--- Dataset records ---

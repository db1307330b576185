//! Labelling of ranked candidates

use serde::Serialize;

/// Role of a route in an alternative set
#[derive(Debug, Clone, Copy, PartialEq, Eq, Hash, Serialize)]
#[serde(rename_all = "snake_case")]
pub enum RouteLabel {
    /// Lowest flood exposure
    Safest,
    /// Middle of the exposure ranking
    Balanced,
    /// Shortest, or most exposed when the shortest is barely shorter than
    /// the safest
    Direct,
    Alternative,
}

/// A label assigned to a candidate index
#[derive(Debug, Clone, Copy, PartialEq, Eq)]
pub struct Selection {
    pub label: RouteLabel,
    pub index: usize,
    /// The candidate already carries an earlier label
    pub duplicate: bool,
}

/// Assigns labels to candidates sorted by ascending flood exposure.
///
/// `distances` holds the candidate lengths in that order. `desired` is the
/// number of routes wanted (already clamped); two gives safest and direct,
/// three or more adds balanced and then plain alternatives from the unused
/// candidates.
pub fn select_labels(
    distances: &[f64],
    desired: usize,
    direct_min_separation_m: f64,
) -> Vec<Selection> {
    let n = distances.len();
    if n == 0 {
        return Vec::new();
    }

    let safest = 0;
    let shortest = distances
        .iter()
        .enumerate()
        .min_by(|(ia, a), (ib, b)| a.total_cmp(b).then(ia.cmp(ib)))
        .map_or(0, |(idx, _)| idx);
    let direct = if (distances[shortest] - distances[safest]).abs() < direct_min_separation_m {
        n - 1
    } else {
        shortest
    };

    let mut balanced = n / 2;
    if n < 3 {
        balanced = safest;
    } else if balanced == direct || balanced == safest {
        balanced = nearest_unused(balanced, n, &[safest, direct]).unwrap_or(safest);
    }

    let mut picks = vec![(RouteLabel::Safest, safest)];
    if desired >= 3 {
        picks.push((RouteLabel::Balanced, balanced));
    }
    picks.push((RouteLabel::Direct, direct));

    let extra = desired.saturating_sub(3);
    let used: Vec<usize> = picks.iter().map(|(_, idx)| *idx).collect();
    picks.extend(
        (0..n)
            .filter(|idx| !used.contains(idx))
            .take(extra)
            .map(|idx| (RouteLabel::Alternative, idx)),
    );

    let mut seen = Vec::with_capacity(picks.len());
    picks
        .into_iter()
        .map(|(label, index)| {
            let duplicate = seen.contains(&index);
            seen.push(index);
            Selection {
                label,
                index,
                duplicate,
            }
        })
        .collect()
}

/// Closest index to `from` in `0..n` that is not taken, lower first on ties
fn nearest_unused(from: usize, n: usize, taken: &[usize]) -> Option<usize> {
    (1..n).find_map(|offset| {
        [from.checked_sub(offset), from.checked_add(offset)]
            .into_iter()
            .flatten()
            .find(|idx| *idx < n && !taken.contains(idx))
    })
}

#[cfg(test)]
mod tests {
    use super::*;

    fn labels(selections: &[Selection]) -> Vec<(RouteLabel, usize, bool)> {
        selections
            .iter()
            .map(|s| (s.label, s.index, s.duplicate))
            .collect()
    }

    #[test]
    fn three_distinct_candidates() {
        // Sorted by flood exposure; the last one is the shortest
        let selections = select_labels(&[1500.0, 1300.0, 1000.0], 3, 100.0);
        assert_eq!(
            labels(&selections),
            vec![
                (RouteLabel::Safest, 0, false),
                (RouteLabel::Balanced, 1, false),
                (RouteLabel::Direct, 2, false),
            ]
        );
    }

    #[test]
    fn balanced_moves_off_direct() {
        // Median (index 2) is also the shortest
        let selections = select_labels(&[1500.0, 1400.0, 1000.0, 1200.0, 1300.0], 3, 100.0);
        let got = labels(&selections);
        assert_eq!(got[2], (RouteLabel::Direct, 2, false));
        assert_eq!(got[1], (RouteLabel::Balanced, 1, false));
    }

    #[test]
    fn direct_falls_back_to_most_exposed_when_not_shorter() {
        // Safest is already (nearly) the shortest
        let selections = select_labels(&[1000.0, 1200.0, 1050.0, 1300.0], 3, 100.0);
        let got = labels(&selections);
        assert_eq!(got[2], (RouteLabel::Direct, 3, false));
        assert_eq!(got[1], (RouteLabel::Balanced, 2, false));
    }

    #[test]
    fn degenerate_sets_duplicate_the_safest() {
        let two = select_labels(&[1200.0, 1000.0], 3, 100.0);
        assert_eq!(
            labels(&two),
            vec![
                (RouteLabel::Safest, 0, false),
                (RouteLabel::Balanced, 0, true),
                (RouteLabel::Direct, 1, false),
            ]
        );

        let one = select_labels(&[1200.0], 3, 100.0);
        assert_eq!(
            labels(&one),
            vec![
                (RouteLabel::Safest, 0, false),
                (RouteLabel::Balanced, 0, true),
                (RouteLabel::Direct, 0, true),
            ]
        );
        assert!(select_labels(&[], 3, 100.0).is_empty());
    }

    #[test]
    fn desired_count_controls_labels() {
        let distances = [1500.0, 1400.0, 1000.0, 1200.0, 1300.0];
        let two = select_labels(&distances, 2, 100.0);
        assert_eq!(
            two.iter().map(|s| s.label).collect::<Vec<_>>(),
            vec![RouteLabel::Safest, RouteLabel::Direct]
        );

        let five = select_labels(&distances, 5, 100.0);
        assert_eq!(five.len(), 5);
        assert_eq!(five[3].label, RouteLabel::Alternative);
        assert_eq!(five[4].label, RouteLabel::Alternative);
        let mut indices: Vec<usize> = five.iter().map(|s| s.index).collect();
        indices.sort_unstable();
        assert_eq!(indices, vec![0, 1, 2, 3, 4]);
        assert!(five.iter().all(|s| !s.duplicate));
    }
}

---

Exercise details – Every entry should be printed again exactly as written.

Written response –
repository db1307330b576185
//! Labelling of ranked candidates

use serde::Serialize;

/// Role of a route in an alternative set
#[derive(Debug, Clone, Copy, PartialEq, Eq, Hash, Serialize)]
#[serde(rename_all = "snake_case")]
pub enum RouteLabel {
    /// Lowest flood exposure
    Safest,
    /// Middle of the exposure ranking
    Balanced,
    /// Shortest, or most exposed when the shortest is barely shorter than
    /// the safest
    Direct,
    Alternative,
}

/// A label assigned to a candidate index
#[derive(Debug, Clone, Copy, PartialEq, Eq)]
pub struct Selection {
    pub label: RouteLabel,
    pub index: usize,
    /// The candidate already carries an earlier label
    pub duplicate: bool,
}

/// Assigns labels to candidates sorted by ascending flood exposure.
///
/// `distances` holds the candidate lengths in that order. `desired` is the
/// number of routes wanted (already clamped); two gives safest and direct,
/// three or more adds balanced and then plain alternatives from the unused
/// candidates.
pub fn select_labels(
    distances: &[f64],
    desired: usize,
    direct_min_separation_m: f64,
) -> Vec<Selection> {
    let n = distances.len();
    if n == 0 {
        return Vec::new();
    }

    let safest = 0;
    let shortest = distances
        .iter()
        .enumerate()
        .min_by(|(ia, a), (ib, b)| a.total_cmp(b).then(ia.cmp(ib)))
        .map_or(0, |(idx, _)| idx);
    let direct = if (distances[shortest] - distances[safest]).abs() < direct_min_separation_m {
        n - 1
    } else {
        shortest
    };

    let mut balanced = n / 2;
    if n < 3 {
        balanced = safest;
    } else if balanced == direct || balanced == safest {
        balanced = nearest_unused(balanced, n, &[safest, direct]).unwrap_or(safest);
    }

    let mut picks = vec![(RouteLabel::Safest, safest)];
    if desired >= 3 {
        picks.push((RouteLabel::Balanced, balanced));
    }
    picks.push((RouteLabel::Direct, direct));

    let extra = desired.saturating_sub(3);
    let used: Vec<usize> = picks.iter().map(|(_, idx)| *idx).collect();
    picks.extend(
        (0..n)
            .filter(|idx| !used.contains(idx))
            .take(extra)
            .map(|idx| (RouteLabel::Alternative, idx)),
    );

    let mut seen = Vec::with_capacity(picks.len());
    picks
        .into_iter()
        .map(|(label, index)| {
            let duplicate = seen.contains(&index);
            seen.push(index);
            Selection {
                label,
                index,
                duplicate,
            }
        })
        .collect()
}

/// Closest index to `from` in `0..n` that is not taken, lower first on ties
fn nearest_unused(from: usize, n: usize, taken: &[usize]) -> Option<usize> {
    (1..n).find_map(|offset| {
        [from.checked_sub(offset), from.checked_add(offset)]
            .into_iter()
            .flatten()
            .find(|idx| *idx < n && !taken.contains(idx))
    })
}

#[cfg(test)]
mod tests {
    use super::*;

    fn labels(selections: &[Selection]) -> Vec<(RouteLabel, usize, bool)> {
        selections
            .iter()
            .map(|s| (s.label, s.index, s.duplicate))
            .collect()
    }

    #[test]
    fn three_distinct_candidates() {
        // Sorted by flood exposure; the last one is the shortest
        let selections = select_labels(&[1500.0, 1300.0, 1000.0], 3, 100.0);
        assert_eq!(
            labels(&selections),
            vec![
                (RouteLabel::Safest, 0, false),
                (RouteLabel::Balanced, 1, false),
                (RouteLabel::Direct, 2, false),
            ]
        );
    }

    #[test]
    fn balanced_moves_off_direct() {
        // Median (index 2) is also the shortest
        let selections = select_labels(&[1500.0, 1400.0, 1000.0, 1200.0, 1300.0], 3, 100.0);
        let got = labels(&selections);
        assert_eq!(got[2], (RouteLabel::Direct, 2, false));
        assert_eq!(got[1], (RouteLabel::Balanced, 1, false));
    }

    #[test]
    fn direct_falls_back_to_most_exposed_when_not_shorter() {
        // Safest is already (nearly) the shortest
        let selections = select_labels(&[1000.0, 1200.0, 1050.0, 1300.0], 3, 100.0);
        let got = labels(&selections);
        assert_eq!(got[2], (RouteLabel::Direct, 3, false));
        assert_eq!(got[1], (RouteLabel::Balanced, 2, false));
    }

    #[test]
    fn degenerate_sets_duplicate_the_safest() {
        let two = select_labels(&[1200.0, 1000.0], 3, 100.0);
        assert_eq!(
            labels(&two),
            vec![
                (RouteLabel::Safest, 0, false),
                (RouteLabel::Balanced, 0, true),
                (RouteLabel::Direct, 1, false),
            ]
        );

        let one = select_labels(&[1200.0], 3, 100.0);
        assert_eq!(
            labels(&one),
            vec![
                (RouteLabel::Safest, 0, false),
                (RouteLabel::Balanced, 0, true),
                (RouteLabel::Direct, 0, true),
            ]
        );
        assert!(select_labels(&[], 3, 100.0).is_empty());
    }

    #[test]
    fn desired_count_controls_labels() {
        let distances = [1500.0, 1400.0, 1000.0, 1200.0, 1300.0];
        let two = select_labels(&distances, 2, 100.0);
        assert_eq!(
            two.iter().map(|s| s.label).collect::<Vec<_>>(),
            vec![RouteLabel::Safest, RouteLabel::Direct]
        );

        let five = select_labels(&distances, 5, 100.0);
        assert_eq!(five.len(), 5);
        assert_eq!(five[3].label, RouteLabel::Alternative);
        assert_eq!(five[4].label, RouteLabel::Alternative);
        let mut indices: Vec<usize> = five.iter().map(|s| s.index).collect();
        indices.sort_unstable();
        assert_eq!(indices, vec![0, 1, 2, 3, 4]);
        assert!(five.iter().all(|s| !s.duplicate));
    }
}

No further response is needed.